Weltweit sind Störlichtbogenunfälle die überwiegende Unfallursache bei Arbeiten an elektrischen Anlagen. Schwere Verletzungen und auch Todesfälle sind die tragische Konsequenz. Deshalb ist es zwingend notwendig, begleitend zum Störlichtbogenschutzsystem eine wirksame störlichtbogengeprüfte persönliche Schutzausrüstung zu tragen. Dabei ist der Betreiber der Anlage verpflichtet, seinen Mitarbeitern die geeignete PSA zur Verfügung zu stellen und deren sachgerechte Anwendung zu gewährleisten [1, 2]. So ist neben dem wirksamen Schutz auch der Tragekomfort ein nicht zu vernachlässigender Aspekt. Entsprechende Prüfungen, auf die im Folgenden näher eingegangen wird, dienen zum Nachweis der Eignung als PSA.
Gefahren und Risiken
Während bei Arbeiten an elektrischen Anlagen durch das Freischalten gemäß den fünf Sicherheitsregeln oder beim Arbeiten unter Spannung (AuS) auf Abstand ein Schutz vor direkter Körperdurchströmung des Stromes besteht, lässt sich das Entstehen eines Störlichtbogens nicht ausschließen. Die sich daraus entwickelnde Gefahr der Schädigung von Personen ist neben der Strahlungswirkung, der auftretenden Druckentwicklung und der toxischen Wirkung im Wesentlichen auf die thermische Wirkung (Einwirkenergie) zurückzuführen.
Ursachen für einen Störlichtbogen können
- fehlerhafte Isolation
- lose Kabelverbindungen
- Funkenflug
- fehlerhaftes Öffnen eines Schalters unter Last
- Staub/Schmutz
- Tiere in der Anlage und auch
- vergessenes oder herabfallendes Werkzeug sein.
Wie bereits erwähnt, resultieren insbesondere durch die thermische Energie (Temperaturen bis 14.000° K) die sehr schwer wiegenden und irreversiblen Verletzungen von betroffenen Personen. Dabei sind der Hand- und Kopfbereich am stärksten betroffen (Abb. 3), da auch der Abstand zum Störlichtbogen auf die Einwirkenergie einen direkten Einfluss hat.
Folgende z. T. schwere Verletzungen sind zu erwarten:
- großflächige Hautverbrennungen
- schwere Verbrennungen durch Tropfen geschmolzenen Metalls
- Wunden durch umherfliegende Metallteile aufgrund der Druckwelle
- Augenschäden durch den Lichtbogen.
Dies kann durch eine geeignete persönliche Schutzausrüstung und deren sach- und fachgerechte Benutzung weitestgehend vermieden werden.

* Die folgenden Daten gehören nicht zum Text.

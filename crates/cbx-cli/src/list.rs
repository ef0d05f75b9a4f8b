//! # `cbx list`
//!
//! Optional filters narrow the listing by disposition (`--state`) or by
//! ASVS level (`--level`). Controls without level data never match a level
//! filter.

use std::path::Path;

use anyhow::Result;
use clap::Args;

use cbx_core::{Control, ControlState};
use cbx_empire::Empire;

/// Arguments for `cbx list`.
#[derive(Args, Debug, Default)]
pub struct ListArgs {
    /// Only controls in this state (`unchecked`, `checked`, `not_relevant`).
    #[arg(long)]
    pub state: Option<ControlState>,

    /// Only controls required at this level, e.g. `L1`.
    #[arg(long)]
    pub level: Option<String>,
}

impl ListArgs {
    fn accepts(&self, control: &Control) -> bool {
        let state_ok = self.state.map_or(true, |state| control.state() == state);
        let level_ok = self.level.as_deref().map_or(true, |level| {
            control.levels.iter().any(|l| l.eq_ignore_ascii_case(level))
        });
        state_ok && level_ok
    }
}

/// Execute `cbx list`.
pub fn run_list(args: &ListArgs, config: &Path) -> Result<u8> {
    let empire = crate::load_empire(config)?;
    let lines = list_lines(&empire, args);
    for line in &lines {
        println!("{line}");
    }
    tracing::info!(shown = lines.len(), "listed controls");
    Ok(0)
}

/// Rendered lines of every control passing the filters, depth-first.
pub fn list_lines(empire: &Empire, args: &ListArgs) -> Vec<String> {
    empire
        .controls()
        .filter(|control| args.accepts(control))
        .map(Control::pretty)
        .collect()
}
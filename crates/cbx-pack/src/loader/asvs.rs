//! ASVS flat JSON export.
//!
//! The richest schema: three nesting levels of `Requirements` → `Items` →
//! `Items`, each carrying its own shortcode and ordinal, so the mapping onto
//! group → item → control is direct.

use serde::Deserialize;

use cbx_core::{Control, Group, Item};

use super::ChecklistDocument;
use crate::format::FileType;
use crate::section::Section;

/// Top-level ASVS document.
#[derive(Debug, Clone, Deserialize)]
#[serde(rename_all = "PascalCase")]
pub struct AsvsDocument {
    pub name: String,
    pub short_name: String,
    pub version: String,
    pub description: String,
    pub requirements: Vec<AsvsRequirement>,
}

/// A chapter (`V1`, `V2`, ...).
#[derive(Debug, Clone, Deserialize)]
#[serde(rename_all = "PascalCase")]
pub struct AsvsRequirement {
    pub shortcode: String,
    pub ordinal: u32,
    pub short_name: String,
    pub name: String,
    pub items: Vec<AsvsItem>,
}

/// A section within a chapter (`V1.1`).
#[derive(Debug, Clone, Deserialize)]
#[serde(rename_all = "PascalCase")]
pub struct AsvsItem {
    pub shortcode: String,
    pub ordinal: u32,
    pub name: String,
    pub items: Vec<AsvsControl>,
}

/// A single requirement (`V1.1.1`).
#[derive(Debug, Clone, Deserialize)]
#[serde(rename_all = "PascalCase")]
pub struct AsvsControl {
    pub shortcode: String,
    pub ordinal: u32,
    pub description: String,
    #[serde(rename = "L1", default)]
    pub l1: Option<AsvsLevel>,
    #[serde(rename = "L2", default)]
    pub l2: Option<AsvsLevel>,
    #[serde(rename = "L3", default)]
    pub l3: Option<AsvsLevel>,
    #[serde(rename = "CWE")]
    pub cwe: Vec<u32>,
    #[serde(rename = "NIST")]
    pub nist: Vec<String>,
}

/// One cell of the level requirement matrix.
#[derive(Debug, Clone, Deserialize)]
#[serde(rename_all = "PascalCase")]
pub struct AsvsLevel {
    pub required: bool,
    #[serde(default)]
    pub requirement: String,
}

impl AsvsControl {
    fn required_levels(&self) -> Vec<String> {
        [("L1", &self.l1), ("L2", &self.l2), ("L3", &self.l3)]
            .into_iter()
            .filter(|(_, level)| matches!(level, Some(l) if l.required))
            .map(|(name, _)| name.to_string())
            .collect()
    }
}

impl ChecklistDocument for AsvsDocument {
    const FORMAT: FileType = FileType::AsvsJson;

    fn populate(self, section: &mut Section) {
        section.set_data_metadata(
            self.name,
            self.short_name,
            self.version,
            self.description,
        );
        let prefix = section.manual_prefix().to_string();

        for requirement in self.requirements {
            let mut group = Group::new(
                requirement.shortcode,
                requirement.ordinal,
                requirement.short_name,
                requirement.name,
            );
            for asvs_item in requirement.items {
                let mut item = Item::new(asvs_item.shortcode, asvs_item.ordinal, asvs_item.name);
                for asvs_control in asvs_item.items {
                    let levels = asvs_control.required_levels();
                    let control = Control::new(
                        prefix.as_str(),
                        asvs_control.shortcode,
                        asvs_control.ordinal,
                        asvs_control.description,
                    )
                    .with_cwe(asvs_control.cwe)
                    .with_nist(asvs_control.nist)
                    .with_levels(levels);
                    item.add_control(control);
                }
                group.add_item(item);
            }
            section.add_group(group);
        }
    }
}
//! # Project Configuration
//!
//! A TOML document naming the project, its sections, an optional state
//! database and optional project tags:
//!
//! ```toml
//! project = "Webshop"
//! database_file = "state.toml"
//!
//! [sections.asvs]
//! name = "Web application"
//! prefix = "ASVS"
//! description = "Level 2 review"
//! file_type = "ASVS_JSON"
//! data_file = "data/asvs.json"
//!
//! [project_tags]
//! has_login = false
//!
//! [tag_patterns]
//! uses_graphql = ["*-V13.4.*"]
//! ```
//!
//! Relative paths resolve against the directory holding the configuration.

use std::collections::BTreeMap;
use std::path::{Path, PathBuf};

use serde::Deserialize;

use cbx_pack::parser::OrderedEntries;
use cbx_pack::FileType;

use crate::error::{EmpireError, EmpireResult};

/// A decoded project configuration.
#[derive(Debug, Clone, Deserialize)]
pub struct ProjectConfig {
    /// Project name.
    pub project: String,
    /// Persisted state database, if any.
    #[serde(default)]
    pub database_file: Option<PathBuf>,
    /// Sections in configuration order, keyed by section key.
    pub sections: OrderedEntries<SectionConfig>,
    /// Project characteristics driving tag overrides, in configuration order.
    #[serde(default)]
    pub project_tags: OrderedEntries<bool>,
    /// Per-project additions to, or replacements of, the built-in tag table.
    #[serde(default)]
    pub tag_patterns: BTreeMap<String, Vec<String>>,
    #[serde(skip)]
    base_dir: PathBuf,
}

/// One configured section.
#[derive(Debug, Clone, Deserialize)]
pub struct SectionConfig {
    /// Display name.
    pub name: String,
    /// Uid prefix of every control in the section.
    pub prefix: String,
    /// Free-text description.
    pub description: String,
    /// Source format.
    pub file_type: FileType,
    /// Source data file.
    pub data_file: PathBuf,
}

impl ProjectConfig {
    /// Read and decode a configuration file.
    pub fn load(path: &Path) -> EmpireResult<Self> {
        let content = std::fs::read_to_string(path).map_err(|e| {
            if e.kind() == std::io::ErrorKind::NotFound {
                EmpireError::ConfigNotFound {
                    path: path.to_path_buf(),
                }
            } else {
                EmpireError::Io(e)
            }
        })?;
        let base_dir = path.parent().unwrap_or(Path::new("")).to_path_buf();
        Self::parse(&content, path, base_dir)
    }

    /// Decode configuration text. `origin` is used for error context,
    /// `base_dir` anchors relative paths.
    pub fn parse(content: &str, origin: &Path, base_dir: PathBuf) -> EmpireResult<Self> {
        let mut config: ProjectConfig =
            toml::from_str(content).map_err(|e| EmpireError::ConfigParse {
                path: origin.to_path_buf(),
                source: e,
            })?;
        config.base_dir = base_dir;
        Ok(config)
    }

    /// Resolve a configured path against the configuration's directory.
    pub fn resolve(&self, path: &Path) -> PathBuf {
        if path.is_absolute() {
            path.to_path_buf()
        } else {
            self.base_dir.join(path)
        }
    }

    /// The resolved database path, if configured.
    pub fn database_path(&self) -> Option<PathBuf> {
        self.database_file.as_deref().map(|p| self.resolve(p))
    }
}
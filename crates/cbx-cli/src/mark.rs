//! # `cbx mark`: record a disposition
//!
//! Applies one state change and saves the state database. A rejected state
//! token or an unknown uid exits 1 without saving.

use std::path::Path;

use anyhow::Result;
use clap::Args;

use cbx_core::ControlState;
use cbx_empire::{Empire, MarkOutcome};

/// Arguments for `cbx mark`.
#[derive(Args, Debug)]
pub struct MarkArgs {
    /// uid of the control.
    pub uid: String,

    /// New state: `unchecked`, `checked` or `not_relevant`.
    pub state: String,

    /// Justification stored with the state.
    #[arg(long, default_value = "")]
    pub statement: String,
}

/// Execute `cbx mark`.
pub fn run_mark(args: &MarkArgs, config: &Path) -> Result<u8> {
    let mut empire = crate::load_empire(config)?;
    apply_mark(&mut empire, args)
}

/// Apply the mark and persist on success.
pub fn apply_mark(empire: &mut Empire, args: &MarkArgs) -> Result<u8> {
    match empire.mark(&args.uid, &args.state, &args.statement) {
        MarkOutcome::Applied(state) => {
            println!("{} -> {}", args.uid, state);
            if !empire.save_database()? {
                println!("no database_file configured; change not persisted");
            }
            Ok(0)
        }
        MarkOutcome::UnknownUid => {
            println!("no control with uid {}", args.uid);
            Ok(1)
        }
        MarkOutcome::Rejected(err) => {
            println!("{err}");
            println!("choose one of: {}", ControlState::tokens().join(", "));
            Ok(1)
        }
    }
}

#[cfg(test)]
mod tests {
    use super::*;
    use crate::testutil;

    fn args(uid: &str, state: &str, statement: &str) -> MarkArgs {
        MarkArgs {
            uid: uid.to_string(),
            state: state.to_string(),
            statement: statement.to_string(),
        }
    }

    #[test]
    fn mark_persists_to_database() {
        let dir = tempfile::tempdir().unwrap();
        let config = testutil::project(dir.path(), true);
        assert_eq!(run_mark(&args("I-V1.1.1", "checked", "ok"), &config).unwrap(), 0);

        let empire = crate::load_empire(&config).unwrap();
        let control = empire.find_by_uid("I-V1.1.1").unwrap();
        assert_eq!(control.state(), ControlState::Checked);
        assert_eq!(control.statement(), Some("ok"));
    }

    #[test]
    fn invalid_state_exits_one_without_saving() {
        let dir = tempfile::tempdir().unwrap();
        let config = testutil::project(dir.path(), true);
        assert_eq!(run_mark(&args("I-V1.1.1", "done", "x"), &config).unwrap(), 1);
        assert!(!dir.path().join("state.toml").exists());
    }

    #[test]
    fn unknown_uid_exits_one() {
        let dir = tempfile::tempdir().unwrap();
        let config = testutil::project(dir.path(), true);
        assert_eq!(run_mark(&args("X-1", "checked", ""), &config).unwrap(), 1);
        assert!(!dir.path().join("state.toml").exists());
    }

    #[test]
    fn mark_without_database_still_succeeds() {
        let dir = tempfile::tempdir().unwrap();
        let config = testutil::project(dir.path(), false);
        assert_eq!(run_mark(&args("I-V1.1.1", "not_relevant", ""), &config).unwrap(), 0);
    }
}
//! Empire error types.
//!
//! Configuration, section-load, I/O and database failures are all fatal to
//! the operation in progress. Unknown uids and rejected state tokens are not
//! errors at this level; see [`MarkOutcome`](crate::MarkOutcome).

use std::path::PathBuf;

use thiserror::Error;

use cbx_pack::PackError;

/// Errors raised while loading, mutating or persisting a project.
#[derive(Debug, Error)]
pub enum EmpireError {
    /// The project configuration file does not exist.
    #[error("configuration file not found: {path}")]
    ConfigNotFound { path: PathBuf },

    /// The project configuration is not valid TOML or misses a required key.
    #[error("invalid configuration {path}: {source}")]
    ConfigParse {
        path: PathBuf,
        source: toml::de::Error,
    },

    /// A configured section failed to load.
    #[error("failed to load section {key:?}: {source}")]
    SectionLoad { key: String, source: PackError },

    /// A tag pattern is not a valid uid glob.
    #[error("invalid uid pattern {pattern:?} for tag {tag:?}: {source}")]
    InvalidPattern {
        tag: String,
        pattern: String,
        source: globset::Error,
    },

    /// The state database could not be decoded.
    #[error("invalid state database {path}: {detail}")]
    DatabaseParse { path: PathBuf, detail: String },

    /// The state database could not be written.
    #[error("failed to write state database {path}: {source}")]
    DatabaseWrite {
        path: PathBuf,
        source: std::io::Error,
    },

    /// Serializing a snapshot or database failed.
    #[error("serialization failed: {0}")]
    Serialize(String),

    /// I/O error.
    #[error("I/O error: {0}")]
    Io(#[from] std::io::Error),
}

/// Result type alias for empire operations.
pub type EmpireResult<T> = Result<T, EmpireError>;
//! # Group — Items Under One Topic

use crate::control::Control;
use crate::item::Item;
use crate::snapshot::GroupSnapshot;

/// An ordered collection of items under one topic.
#[derive(Debug, Clone, PartialEq, Eq)]
pub struct Group {
    /// Identifier within the owning section.
    pub shortcode: String,
    /// Display order.
    pub ordinal: u32,
    /// Short display name.
    pub shortname: String,
    /// Full name.
    pub name: String,
    /// Owned items, in source order.
    pub items: Vec<Item>,
}

impl Group {
    /// Create an empty group.
    pub fn new(
        shortcode: impl Into<String>,
        ordinal: u32,
        shortname: impl Into<String>,
        name: impl Into<String>,
    ) -> Self {
        Self {
            shortcode: shortcode.into(),
            ordinal,
            shortname: shortname.into(),
            name: name.into(),
            items: Vec::new(),
        }
    }

    /// Append an item.
    pub fn add_item(&mut self, item: Item) {
        self.items.push(item);
    }

    /// All controls of all items, depth-first.
    pub fn controls(&self) -> impl Iterator<Item = &Control> {
        self.items.iter().flat_map(|item| item.controls.iter())
    }

    /// Plain serializable view of this group and everything below it.
    pub fn to_representation(&self) -> GroupSnapshot {
        GroupSnapshot {
            shortcode: self.shortcode.clone(),
            ordinal: self.ordinal,
            shortname: self.shortname.clone(),
            name: self.name.clone(),
            items: self.items.iter().map(Item::to_representation).collect(),
        }
    }

    /// Header block followed by every item.
    pub fn pretty(&self) -> String {
        let mut out = format!(
            "    Group {}  {}\n    Name: {}\n",
            self.shortcode, self.shortname, self.name
        );
        for item in &self.items {
            out.push_str(&item.pretty());
        }
        out
    }
}
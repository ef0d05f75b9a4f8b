//! # Control Disposition — Single Source of Truth
//!
//! Defines [`ControlState`], the closed set of dispositions a control can
//! hold. The three states are a flat set, not a progression: any state is
//! reachable from any other.
//!
//! ## Token Boundary
//!
//! Callers hand in dispositions as canonical tokens (`unchecked`, `checked`,
//! `not_relevant`). Parsing happens once, through [`FromStr`]; an unknown
//! token becomes [`CbxError::UnknownState`] before any control is touched.
//!
//! ## Statement Policy
//!
//! Whether a rejected token still overwrites the stored statement is decided
//! in exactly one place, [`STATEMENT_POLICY`]. The shipped policy keeps the
//! historical behaviour (always overwrite).

use std::str::FromStr;

use serde::{Deserialize, Serialize};

use crate::error::CbxError;

/// The disposition of a single control.
#[derive(Debug, Clone, Copy, PartialEq, Eq, Hash, Default, Serialize, Deserialize)]
#[serde(rename_all = "snake_case")]
pub enum ControlState {
    /// Not yet assessed. Initial state of every freshly imported control.
    #[default]
    Unchecked,
    /// Assessed and satisfied.
    Checked,
    /// Does not apply to this project.
    NotRelevant,
}

impl ControlState {
    /// All states in canonical order.
    pub fn all() -> &'static [ControlState] {
        &[Self::Unchecked, Self::Checked, Self::NotRelevant]
    }

    /// All accepted tokens in canonical order.
    pub fn tokens() -> &'static [&'static str] {
        &["unchecked", "checked", "not_relevant"]
    }

    /// The canonical lowercase token, as accepted by [`FromStr`] and
    /// stored in the state database.
    pub fn as_str(&self) -> &'static str {
        match self {
            Self::Unchecked => "unchecked",
            Self::Checked => "checked",
            Self::NotRelevant => "not_relevant",
        }
    }

    /// The uppercase state name used in snapshots and reports.
    pub fn name(&self) -> &'static str {
        match self {
            Self::Unchecked => "UNCHECKED",
            Self::Checked => "CHECKED",
            Self::NotRelevant => "NOT_RELEVANT",
        }
    }
}

impl std::fmt::Display for ControlState {
    fn fmt(&self, f: &mut std::fmt::Formatter<'_>) -> std::fmt::Result {
        f.write_str(self.as_str())
    }
}

impl FromStr for ControlState {
    type Err = CbxError;

    /// Parse a canonical token. Matching is exact and case-sensitive.
    fn from_str(s: &str) -> Result<Self, Self::Err> {
        match s {
            "unchecked" => Ok(Self::Unchecked),
            "checked" => Ok(Self::Checked),
            "not_relevant" => Ok(Self::NotRelevant),
            other => Err(CbxError::unknown_state(other)),
        }
    }
}

/// What happens to a control's statement when a state change is rejected.
#[derive(Debug, Clone, Copy, PartialEq, Eq)]
pub enum StatementPolicy {
    /// The statement is replaced even though the state stays unchanged.
    AlwaysOverwrite,
    /// The statement is only replaced together with a successful state change.
    OverwriteOnSuccess,
}

impl StatementPolicy {
    /// Whether a rejected state change still writes the statement.
    pub fn overwrites_on_rejection(&self) -> bool {
        matches!(self, Self::AlwaysOverwrite)
    }
}

/// The policy applied by [`Control::set_state`](crate::Control::set_state).
pub const STATEMENT_POLICY: StatementPolicy = StatementPolicy::AlwaysOverwrite;
//! # Tag Overrides
//!
//! Project tags describe characteristics such as "has a login" or "uses
//! SQL". A tag explicitly set to `false` marks every control matching the
//! tag's uid patterns as `not_relevant` with [`NOT_REQUIRED_STATEMENT`].
//! Tags set to `true`, or absent from the table, change nothing.
//!
//! A pattern containing glob metacharacters (`*`, `?`, `[`, `{`) is
//! compiled with `globset`; any other string is a literal uid.

use std::collections::BTreeMap;

use globset::{GlobBuilder, GlobMatcher};

use crate::error::{EmpireError, EmpireResult};

/// Statement recorded on controls switched off by a tag.
pub const NOT_REQUIRED_STATEMENT: &str = "Project does not require that.";

/// Built-in tag table. Patterns target ASVS chapters and MASVS control ids
/// under any section prefix.
pub const BUILTIN_TAG_PATTERNS: &[(&str, &[&str])] = &[
    ("has_login", &["*-V1.2.*", "*-V2.*"]),
    ("has_sessions", &["*-V3.*"]),
    ("uses_sql", &["*-V5.3.4", "*-V5.3.5"]),
    ("has_file_upload", &["*-V12.*"]),
    ("uses_crypto", &["*-V6.*"]),
    ("is_webapp", &["*-V3.4.*", "*-V14.4.*"]),
    ("has_api", &["*-V13.*"]),
    ("is_mobile_app", &["*-MASVS-*"]),
    ("stores_personal_data", &["*-V8.3.*"]),
    ("uses_xml", &["*-V5.5.2", "*-V13.3.*"]),
];

/// A literal uid or a compiled uid glob.
#[derive(Debug, Clone)]
pub enum UidPattern {
    /// Matches exactly one uid string.
    Literal(String),
    /// Matches every uid the glob accepts.
    Glob {
        /// The pattern as written.
        pattern: String,
        /// The compiled matcher.
        matcher: GlobMatcher,
    },
}

impl UidPattern {
    /// Classify and compile a pattern.
    pub fn parse(pattern: &str) -> Result<Self, globset::Error> {
        if !pattern.contains(['*', '?', '[', '{']) {
            return Ok(Self::Literal(pattern.to_string()));
        }
        let matcher = GlobBuilder::new(pattern)
            .literal_separator(false)
            .build()?
            .compile_matcher();
        Ok(Self::Glob {
            pattern: pattern.to_string(),
            matcher,
        })
    }

    /// Whether `uid` matches.
    pub fn matches(&self, uid: &str) -> bool {
        match self {
            Self::Literal(literal) => literal == uid,
            Self::Glob { matcher, .. } => matcher.is_match(uid),
        }
    }

    /// The pattern as written.
    pub fn as_str(&self) -> &str {
        match self {
            Self::Literal(literal) => literal,
            Self::Glob { pattern, .. } => pattern,
        }
    }

    /// Whether this is a literal uid.
    pub fn is_literal(&self) -> bool {
        matches!(self, Self::Literal(_))
    }
}

/// Mapping of tag name to uid patterns.
#[derive(Debug, Clone, Default)]
pub struct TagTable {
    rules: BTreeMap<String, Vec<UidPattern>>,
}

impl TagTable {
    /// Build a table from `(tag, patterns)` definitions.
    pub fn from_definitions<'a, I, P>(definitions: I) -> EmpireResult<Self>
    where
        I: IntoIterator<Item = (&'a str, P)>,
        P: IntoIterator<Item = &'a str>,
    {
        let mut table = Self::default();
        for (tag, patterns) in definitions {
            table.insert(tag, patterns)?;
        }
        Ok(table)
    }

    /// The built-in table.
    pub fn builtin() -> Self {
        let definitions = BUILTIN_TAG_PATTERNS
            .iter()
            .map(|(tag, patterns)| (*tag, patterns.iter().copied()));
        match Self::from_definitions(definitions) {
            Ok(table) => table,
            Err(e) => {
                tracing::error!(error = %e, "built-in tag table failed to compile");
                Self::default()
            }
        }
    }

    /// Add a tag, replacing any existing patterns for it.
    pub fn insert<'a, P>(&mut self, tag: &str, patterns: P) -> EmpireResult<()>
    where
        P: IntoIterator<Item = &'a str>,
    {
        let compiled = patterns
            .into_iter()
            .map(|p| {
                UidPattern::parse(p).map_err(|source| EmpireError::InvalidPattern {
                    tag: tag.to_string(),
                    pattern: p.to_string(),
                    source,
                })
            })
            .collect::<EmpireResult<Vec<_>>>()?;
        self.rules.insert(tag.to_string(), compiled);
        Ok(())
    }

    /// Apply per-project additions or replacements.
    pub fn extend_from(&mut self, overrides: &BTreeMap<String, Vec<String>>) -> EmpireResult<()> {
        for (tag, patterns) in overrides {
            self.insert(tag, patterns.iter().map(String::as_str))?;
        }
        Ok(())
    }

    /// Patterns for `tag`, if the tag is known.
    pub fn patterns(&self, tag: &str) -> Option<&[UidPattern]> {
        self.rules.get(tag).map(Vec::as_slice)
    }

    /// Known tag names, sorted.
    pub fn tags(&self) -> impl Iterator<Item = &str> {
        self.rules.keys().map(String::as_str)
    }

    /// Number of known tags.
    pub fn len(&self) -> usize {
        self.rules.len()
    }

    /// Whether the table is empty.
    pub fn is_empty(&self) -> bool {
        self.rules.is_empty()
    }
}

Technische und normative Anforderungen
Neben der EWG-Richtlinie 89/686/EWG, die sowohl die Bedingungen für das Inverkehrbringen als auch die grundlegenden Sicherheitsanforderungen regelt [4], werden in einschlägigen Normen (EN 388, EN 397, EN 407, EN 166 und EN 177) [5, 6, 9, 10, 11] elektrische und auch mechanische Anforderungen behandelt. Schnittfestigkeit oder Durchstichkraft bei Schutzhandschuhen werden genauso berücksichtigt, wie mechanische Stoßeinwirkungen auf Schutzhelme und Schutzschirme.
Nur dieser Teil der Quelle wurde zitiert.